→ **WHAT NEEDS TO BE DONE**: For the listing below, print exactly the lines from the line with "pub mod counters" to the line with "given reason label.", both included, and nothing beyond them.

→ **RECORDED INFORMATION**:
BEGIN

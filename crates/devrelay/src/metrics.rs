use axum::{http::StatusCode, response::Json, routing::get, Router};
use metrics_exporter_prometheus::PrometheusBuilder;
use serde::Serialize;
use std::net::SocketAddr;
use std::sync::atomic::{AtomicBool, Ordering};
use std::sync::Arc;

/// Health check response.
#[derive(Serialize)]
struct HealthResponse {
    status: &'static str,
}

/// Readiness check response.
#[derive(Serialize)]
struct ReadyResponse {
    status: &'static str,
    ready: bool,
}

/// Shared readiness state.
#[derive(Clone, Default)]
pub struct HealthState {
    ready: Arc<AtomicBool>,
}

impl HealthState {
    /// Create a health state that reports ready.
    #[must_use]
    pub fn new() -> Self {
        Self {
            ready: Arc::new(AtomicBool::new(true)),
        }
    }

    /// Mark the service as ready or draining.
    pub fn set_ready(&self, ready: bool) {
        self.ready.store(ready, Ordering::Relaxed);
    }

    /// Check if the service is ready.
    #[must_use]
    pub fn is_ready(&self) -> bool {
        self.ready.load(Ordering::Relaxed)
    }
}

fn app(health_state: HealthState) -> Router {
    Router::new()
        .route("/health", get(health_handler))
        .route("/ready", get(move || ready_handler(health_state.clone())))
}

/// Serve `/health`, `/ready` and `/metrics` on `addr`.
///
/// # Errors
///
/// Returns an error if the Prometheus recorder cannot be installed or the
/// listener cannot be bound.
pub async fn start_health_server(addr: SocketAddr, health_state: HealthState) -> anyhow::Result<()> {
    let handle = PrometheusBuilder::new().install_recorder()?;

    let app = app(health_state).route(
        "/metrics",
        get(move || {
            let h = handle.clone();
            async move { h.render() }
        }),
    );

    let listener = tokio::net::TcpListener::bind(addr).await?;
    tracing::info!("health server listening on {}", addr);
    axum::serve(listener, app).await?;
    Ok(())
}

async fn health_handler() -> (StatusCode, Json<HealthResponse>) {
    (StatusCode::OK, Json(HealthResponse { status: "healthy" }))
}

/// Returns 200 if ready, 503 while draining.
async fn ready_handler(state: HealthState) -> (StatusCode, Json<ReadyResponse>) {
    if state.is_ready() {
        (
            StatusCode::OK,
            Json(ReadyResponse {
                status: "ready",
                ready: true,
            }),
        )
    } else {
        (
            StatusCode::SERVICE_UNAVAILABLE,
            Json(ReadyResponse {
                status: "not ready",
                ready: false,
            }),
        )
    }
}

/// Connection count gauges.
pub mod gauges {
    use devrelay_common::Role;

    fn name(role: Role) -> &'static str {
        match role {
            Role::Device => "devrelay_devices_connected",
            Role::Controller => "devrelay_controllers_connected",
        }
    }

    /// Increment the connected gauge for `role`.
    pub fn inc_connected(role: Role) {
        metrics::gauge!(name(role)).increment(1.0);
    }

    /// Decrement the connected gauge for `role`.
    pub fn dec_connected(role: Role) {
        metrics::gauge!(name(role)).decrement(1.0);
    }
}

/// Event counters.
pub mod counters {
    /// Record a handshake outcome.
    pub fn auth_total(status: &'static str) {
        metrics::counter!("devrelay_auth_total", "status" => status).increment(1);
    }

    /// Record telemetry copies queued for controllers.
    pub fn telemetry_delivered_total(count: u64) {
        metrics::counter!("devrelay_telemetry_delivered_total").increment(count);
    }

    /// Record a command outcome.
    pub fn commands_total(result: &'static str) {
        metrics::counter!("devrelay_commands_total", "result" => result).increment(1);
    }

    /// Increment the dropped-messages counter with the given reason label.
    pub fn messages_dropped_total(reason: &'static str) {
        metrics::counter!("devrelay_messages_dropped_total", "reason" => reason).increment(1);
    }

    /// Increment the undecodable-message counter.
    pub fn protocol_errors_total() {
        metrics::counter!("devrelay_protocol_errors_total").increment(1);
    }

    /// Record connections evicted by the liveness monitor.
    pub fn evictions_total(count: u64) {
        metrics::counter!("devrelay_liveness_evictions_total").increment(count);
    }
}

/// Latency histograms.
pub mod histograms {
    /// Record how long one inbound message took to dispatch, in seconds.
    pub fn dispatch_seconds(value: f64) {
        metrics::histogram!("devrelay_dispatch_seconds").record(value);
    }
}
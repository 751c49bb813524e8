//! Per-message dispatch for authenticated connections.
//!
//! Dispatch is keyed by the sender's role and the message type. Combinations
//! not listed below are ignored without a reply, so newer clients can send
//! message types this relay does not know yet.
//!
//! | role       | type          | effect                                      |
//! |------------|---------------|---------------------------------------------|
//! | device     | `telemetry`   | fan out to every interested controller      |
//! | controller | `subscribe`   | add to own subscription set, acknowledge    |
//! | controller | `unsubscribe` | remove from own subscription set, acknowledge |
//! | controller | `command`     | forward to one device, acknowledge or error |

use crate::auth::Session;
use crate::connection::{Connection, Delivery};
use crate::metrics::counters;
use crate::registry::Registry;
use devrelay_common::message::non_empty_str;
use devrelay_common::types::{error_message, COMMAND_FORWARDED};
use devrelay_common::{ClientMessage, ServerMessage};
use serde_json::Value;

/// Decode a raw payload and dispatch it. Undecodable input is answered with
/// an `error` message; the connection stays open.
pub fn handle_payload(registry: &Registry, session: &Session, conn: &Connection, data: &[u8]) {
    match ClientMessage::decode(data) {
        Ok(msg) => dispatch(registry, session, conn, msg),
        Err(e) => {
            counters::protocol_errors_total();
            tracing::debug!(conn_id = conn.id(), "undecodable message: {}", e);
            let _ = conn.send(ServerMessage::error(error_message::INVALID_MESSAGE));
        }
    }
}

/// Apply one decoded message from `conn`.
pub fn dispatch(registry: &Registry, session: &Session, conn: &Connection, msg: ClientMessage) {
    match (session, msg) {
        (Session::Device { device_id }, ClientMessage::Telemetry { payload }) => {
            fan_out_telemetry(registry, device_id, &payload);
        }
        (Session::Controller, ClientMessage::Subscribe { device_id }) => {
            if let Some(device_id) = non_empty_str(device_id.as_ref()) {
                registry.subscribe(conn, device_id);
                let _ = conn.send(ServerMessage::Subscribed {
                    device_id: device_id.to_string(),
                });
            }
        }
        (Session::Controller, ClientMessage::Unsubscribe { device_id }) => {
            if let Some(device_id) = non_empty_str(device_id.as_ref()) {
                registry.unsubscribe(conn, device_id);
                let _ = conn.send(ServerMessage::Unsubscribed {
                    device_id: device_id.to_string(),
                });
            }
        }
        (Session::Controller, ClientMessage::Command { device_id, payload }) => {
            let reply = forward_command(registry, device_id.as_ref(), payload);
            let _ = conn.send(reply);
        }
        (session, other) => {
            tracing::debug!(
                conn_id = conn.id(),
                role = %session.role(),
                kind = other.kind(),
                "ignoring message"
            );
        }
    }
}

/// Send telemetry from `device_id` to every controller whose subscription set
/// is empty or names the device. Returns how many controllers it was queued for.
pub fn fan_out_telemetry(registry: &Registry, device_id: &str, payload: &Value) -> usize {
    let mut delivered = 0;
    for controller in registry.all_controllers() {
        if !controller.wants(device_id) {
            continue;
        }
        let msg = ServerMessage::Telemetry {
            device_id: device_id.to_string(),
            payload: payload.clone(),
        };
        match controller.connection().send(msg) {
            Delivery::Queued => delivered += 1,
            Delivery::Full => counters::messages_dropped_total("queue_full"),
            Delivery::Closed => counters::messages_dropped_total("closed"),
        }
    }
    counters::telemetry_delivered_total(delivered as u64);
    delivered
}

/// Forward a command and build the reply for the sending controller.
fn forward_command(registry: &Registry, device_id: Option<&Value>, payload: Option<Value>) -> ServerMessage {
    let Some(device_id) = non_empty_str(device_id) else {
        counters::commands_total("invalid");
        return ServerMessage::error(error_message::COMMAND_REQUIRES_DEVICE_ID);
    };
    let Some(payload) = payload else {
        counters::commands_total("invalid");
        return ServerMessage::error(error_message::COMMAND_REQUIRES_PAYLOAD);
    };

    let delivery = registry
        .lookup_device(device_id)
        .map_or(Delivery::Closed, |device| device.send(ServerMessage::Command { payload }));

    match delivery {
        Delivery::Queued => {
            counters::commands_total("forwarded");
            ServerMessage::ok(COMMAND_FORWARDED)
        }
        Delivery::Full => {
            counters::commands_total("busy");
            ServerMessage::device_error(error_message::DEVICE_BUSY, device_id)
        }
        Delivery::Closed => {
            counters::commands_total("offline");
            ServerMessage::device_error(error_message::DEVICE_NOT_CONNECTED, device_id)
        }
    }
}
//! Common types shared across the devrelay protocol stack.
//!
//! This crate provides:
//! - JSON message envelopes and decoding ([`message`])
//! - Role type and protocol constants ([`types`])

#![forbid(unsafe_code)]
#![warn(missing_docs)]

pub mod message;
pub mod types;

pub use message::{ClientMessage, ProtocolError, ServerMessage};
pub use types::{DeviceId, Role};
//! Core types - platform-independent data structures
//!
//! Snapshot types describing the game world as the arrow engine sees it.
//! The host adapter fills these from live game state each update; nothing
//! here holds a reference back into the game.

use super::constants::TILE_PIXELS;

// =============================================================================
// IDENTIFIERS
// =============================================================================

/// Unique multiplayer peer id, stable for the lifetime of a connection
#[derive(Clone, Copy, Debug, PartialEq, Eq, PartialOrd, Ord, Hash)]
pub struct PlayerId(pub u64);

impl std::fmt::Display for PlayerId {
    fn fmt(&self, f: &mut std::fmt::Formatter<'_>) -> std::fmt::Result {
        write!(f, "{}", self.0)
    }
}

// =============================================================================
// POSITIONS
// =============================================================================

/// Absolute position in world pixels
#[derive(Clone, Copy, Debug, PartialEq)]
pub struct WorldPos {
    pub x: f32,
    pub y: f32,
}

impl WorldPos {
    pub fn new(x: f32, y: f32) -> Self {
        Self { x, y }
    }

    /// Euclidean distance to another world position
    pub fn distance_to(&self, other: &WorldPos) -> f32 {
        let dx = self.x - other.x;
        let dy = self.y - other.y;
        (dx * dx + dy * dy).sqrt()
    }
}

/// Position in screen pixels, origin at the top-left corner
#[derive(Clone, Copy, Debug, PartialEq)]
pub struct ScreenPos {
    pub x: f32,
    pub y: f32,
}

impl ScreenPos {
    pub fn new(x: f32, y: f32) -> Self {
        Self { x, y }
    }
}

/// Axis-aligned rectangle in world pixels
#[derive(Clone, Copy, Debug, PartialEq)]
pub struct Rect {
    pub x: f32,
    pub y: f32,
    pub width: f32,
    pub height: f32,
}

impl Rect {
    pub fn new(x: f32, y: f32, width: f32, height: f32) -> Self {
        Self {
            x,
            y,
            width,
            height,
        }
    }

    /// True if the two rectangles overlap (shared edges don't count)
    pub fn intersects(&self, other: &Rect) -> bool {
        self.x < other.x + other.width
            && self.x + self.width > other.x
            && self.y < other.y + other.height
            && self.y + self.height > other.y
    }
}

// =============================================================================
// MAP TRANSITIONS
// =============================================================================

/// A walkable map edge: stepping on the anchor tile moves the player to
/// the target location
#[derive(Clone, Debug, PartialEq)]
pub struct TransitionPoint {
    /// Name of the destination location
    pub target: String,
    /// Anchor tile within the source location
    pub tile_x: i32,
    /// Anchor tile within the source location
    pub tile_y: i32,
}

impl TransitionPoint {
    pub fn new(target: impl Into<String>, tile_x: i32, tile_y: i32) -> Self {
        Self {
            target: target.into(),
            tile_x,
            tile_y,
        }
    }

    /// Anchor tile converted to world pixels
    pub fn anchor_world(&self) -> WorldPos {
        WorldPos::new(self.tile_x as f32 * TILE_PIXELS, self.tile_y as f32 * TILE_PIXELS)
    }
}

/// A building door on a map. Doors only act as transitions once the host
/// has resolved which interior they lead to; unresolved doors are skipped.
#[derive(Clone, Debug, PartialEq)]
pub struct DoorPoint {
    /// Building the door belongs to
    pub building: String,
    /// Interior transition, if the host could resolve it
    pub transition: Option<TransitionPoint>,
}

/// One loaded map area with its outgoing transitions
#[derive(Clone, Debug, PartialEq)]
pub struct LocationSnapshot {
    pub name: String,
    /// Map-edge warps out of this location
    pub warps: Vec<TransitionPoint>,
    /// Building doors on this location
    pub doors: Vec<DoorPoint>,
}

impl LocationSnapshot {
    pub fn new(name: impl Into<String>) -> Self {
        Self {
            name: name.into(),
            warps: Vec::new(),
            doors: Vec::new(),
        }
    }

    /// First transition out of this location that leads to `target`.
    /// Warps take precedence over doors.
    pub fn transition_to(&self, target: &str) -> Option<&TransitionPoint> {
        self.warps
            .iter()
            .find(|w| w.target == target)
            .or_else(|| {
                self.doors
                    .iter()
                    .filter_map(|d| d.transition.as_ref())
                    .find(|t| t.target == target)
            })
    }
}

// =============================================================================
// PLAYERS
// =============================================================================

/// One player as seen this update
#[derive(Clone, Debug, PartialEq)]
pub struct PlayerSnapshot {
    pub id: PlayerId,
    pub display_name: String,
    /// Center of the player sprite in world pixels
    pub position: WorldPos,
    /// Sprite bounding box in world pixels
    pub bounds: Rect,
    /// Current location name. None while the player is warping or their
    /// location has not replicated yet.
    pub location: Option<String>,
}

// =============================================================================
// VIEWPORT
// =============================================================================

/// The local player's camera for one frame
#[derive(Clone, Copy, Debug, PartialEq)]
pub struct Viewport {
    /// Visible region in world pixels
    pub world: Rect,
    /// Screen width in pixels
    pub screen_w: f32,
    /// Screen height in pixels
    pub screen_h: f32,
}

#[cfg(test)]
mod tests {
    use super::*;

    #[test]
    fn test_world_pos_distance_to() {
        let a = WorldPos::new(0.0, 0.0);
        let b = WorldPos::new(3.0, 4.0);
        assert!((a.distance_to(&b) - 5.0).abs() < 0.001);

        // Same position = 0 distance
        assert!(a.distance_to(&a).abs() < 0.001);
    }

    #[test]
    fn test_rect_intersects_overlap() {
        let a = Rect::new(0.0, 0.0, 10.0, 10.0);
        let b = Rect::new(5.0, 5.0, 10.0, 10.0);
        assert!(a.intersects(&b));
        assert!(b.intersects(&a));
    }

    #[test]
    fn test_rect_intersects_disjoint() {
        let a = Rect::new(0.0, 0.0, 10.0, 10.0);
        let b = Rect::new(20.0, 0.0, 10.0, 10.0);
        assert!(!a.intersects(&b));
    }

    #[test]
    fn test_rect_intersects_contained() {
        let outer = Rect::new(0.0, 0.0, 100.0, 100.0);
        let inner = Rect::new(40.0, 40.0, 10.0, 10.0);
        assert!(outer.intersects(&inner));
        assert!(inner.intersects(&outer));
    }

    #[test]
    fn test_rect_touching_edges_do_not_intersect() {
        let a = Rect::new(0.0, 0.0, 10.0, 10.0);
        let b = Rect::new(10.0, 0.0, 10.0, 10.0);
        assert!(!a.intersects(&b));
    }

    #[test]
    fn test_transition_anchor_world() {
        let warp = TransitionPoint::new("Town", 3, -2);
        let anchor = warp.anchor_world();
        assert_eq!(anchor, WorldPos::new(192.0, -128.0));
    }

    #[test]
    fn test_transition_to_prefers_warps_over_doors() {
        let mut loc = LocationSnapshot::new("Farm");
        loc.doors.push(DoorPoint {
            building: "FarmHouse".to_string(),
            transition: Some(TransitionPoint::new("Town", 99, 99)),
        });
        loc.warps.push(TransitionPoint::new("Town", 5, 10));

        let hit = loc.transition_to("Town").unwrap();
        assert_eq!((hit.tile_x, hit.tile_y), (5, 10));
    }

    #[test]
    fn test_transition_to_falls_back_to_doors() {
        let mut loc = LocationSnapshot::new("Town");
        loc.warps.push(TransitionPoint::new("Forest", 0, 0));
        loc.doors.push(DoorPoint {
            building: "Saloon".to_string(),
            transition: Some(TransitionPoint::new("SaloonInterior", 12, 7)),
        });
        loc.doors.push(DoorPoint {
            building: "Shed".to_string(),
            transition: None,
        });

        let hit = loc.transition_to("SaloonInterior").unwrap();
        assert_eq!((hit.tile_x, hit.tile_y), (12, 7));
        assert!(loc.transition_to("Desert").is_none());
    }
}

END

→ **TASK ANSWER**:
pub mod counters {
    /// Record a handshake outcome.
    pub fn auth_total(status: &'static str) {
        metrics::counter!("devrelay_auth_total", "status" => status).increment(1);
    }

    /// Record telemetry copies queued for controllers.
    pub fn telemetry_delivered_total(count: u64) {
        metrics::counter!("devrelay_telemetry_delivered_total").increment(count);
    }

    /// Record a command outcome.
    pub fn commands_total(result: &'static str) {
        metrics::counter!("devrelay_commands_total", "result" => result).increment(1);
    }

    /// Increment the dropped-messages counter with the given reason label.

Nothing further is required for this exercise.